Accusations of foul play ensue when a mermaid is entered at a swim meet, but the stratagem appears perfectly legal. No such ploy ever having been envisioned, it turns out that nothing in the rules states a contestant can't have a tail, or even has to be human...
- "The Ghosts of Melvin Pye"
A shady landlord's best tenant gives notice because the home he rents is being haunted by the spirit of a former resident. Skeptical, the landlord puts a private detective on the case, then a swami, and finally a psychiatrist, as it turns out the ghost has a split personality; one trouble-making and aggressive, and the other timid and inoffensive. The psychiatrist attempts to solve the problem by reintegrating the spirit's two identities, but the consequences are unexpected.
- "The Wisdom of the East"
An artist who signs up for a yoga course is intrigued to discover that his guru possesses actual mystic powers. Unable to endure the difficulties of the class, he switches teachers, only to find his new master an unprincipled, lecherous predator with designs on the female students. The trouble is that he is an adept in Eastern sorcery as well...
- "Mr. Arson"
Carl Grinnig accidentally conjures up a Saldine or fire-elemental while taking a correspondence course on Nigromancy. The Saldine, Mr. Arson, plans to unleash his fellow Saldines on the human world, and his control of heat and flame appears to make him unstoppable - until the author of the course pamphlets figures out how to give him more than he can handle.
- "Ka the Appalling"
In a prehistoric civilization forgotten by history, Gezun of Lorsk is saved from a mob in the city of Typhon by the larcenous wizard Ugaph, and enters his service. After Ugaph is nearly caught attempting to rob the Temple of Ip, he and Gezun plot to con the Typhonians by pretending to represent a new god, Ka the Appalling, who requires offerings. Unfortunately, they do too good a job at making their invented god real in the minds of their marks...

==Reception==
Everett F. Bleiler praised the collection for its "well-handled humor" and "particularly interesting" backgrounds, notably the Indian lore in the title story and "the workings of a lumber yard" in "The Hardwood Pile." He considered the best stories to be "The Hardwood Pile" and "Nothing in the Rules."

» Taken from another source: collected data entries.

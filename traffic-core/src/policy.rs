//! Category allow-list applied to randomized vehicle picks.
use crate::config::CategoryConfig;
use crate::host::ModelInfo;
use crate::model::VehicleModelId;

/// Vehicle categories the configuration can switch off.
#[derive(Copy, Clone, PartialEq, Eq, Debug)]
pub enum VehicleCategory {
    Aircraft,
    Boat,
    Bike,
    Train,
    Car,
    Trailer,
}

impl VehicleCategory {
    /// Evaluation order; the first disabled category claiming a model wins.
    pub const ALL: [Self; 6] = [
        Self::Aircraft,
        Self::Boat,
        Self::Bike,
        Self::Train,
        Self::Car,
        Self::Trailer,
    ];

    /// Whether the host classifies `model` as part of this category.
    pub fn claims<M: ModelInfo + ?Sized>(self, info: &M, model: VehicleModelId) -> bool {
        match self {
            Self::Aircraft => info.is_heli(model) || info.is_plane(model),
            Self::Boat => info.is_boat(model),
            Self::Bike => info.is_bike(model) || info.is_bmx(model),
            Self::Train => info.is_train(model),
            Self::Car => {
                info.is_car(model) || info.is_quad_bike(model) || info.is_monster_truck(model)
            }
            Self::Trailer => info.is_trailer(model),
        }
    }

    #[must_use]
    pub const fn enabled_in(self, config: &CategoryConfig) -> bool {
        match self {
            Self::Aircraft => config.enable_aircrafts,
            Self::Boat => config.enable_boats,
            Self::Bike => config.enable_bikes,
            Self::Train => config.enable_trains,
            Self::Car => config.enable_cars,
            Self::Trailer => config.enable_trailers,
        }
    }
}

/// Returns the disabled category that rejects `model`, if any.
pub fn rejecting_category<M: ModelInfo + ?Sized>(
    config: &CategoryConfig,
    info: &M,
    model: VehicleModelId,
) -> Option<VehicleCategory> {
    VehicleCategory::ALL
        .into_iter()
        .filter(|category| !category.enabled_in(config))
        .find(|category| category.claims(info, model))
}

/// True unless a disabled category claims `model`.
///
/// Models the host does not classify at all are always allowed.
pub fn is_vehicle_allowed<M: ModelInfo + ?Sized>(
    config: &CategoryConfig,
    info: &M,
    model: VehicleModelId,
) -> bool {
    rejecting_category(config, info, model).is_none()
}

==Relationship to other works==
The characters of Virgil Hathaway and Henri Michod from "The Reluctant Shaman" and "The Hardwood Pile", set in the fictional town of Gahato in upstate New York, were much later reused by de Camp in two of his tales of W. Wilson Newbury, "The Huns" (1978) and "Darius" (1977).

==Awards==
The anthology placed eleventh in the 1971 Locus Poll Award for Best Anthology/Collection.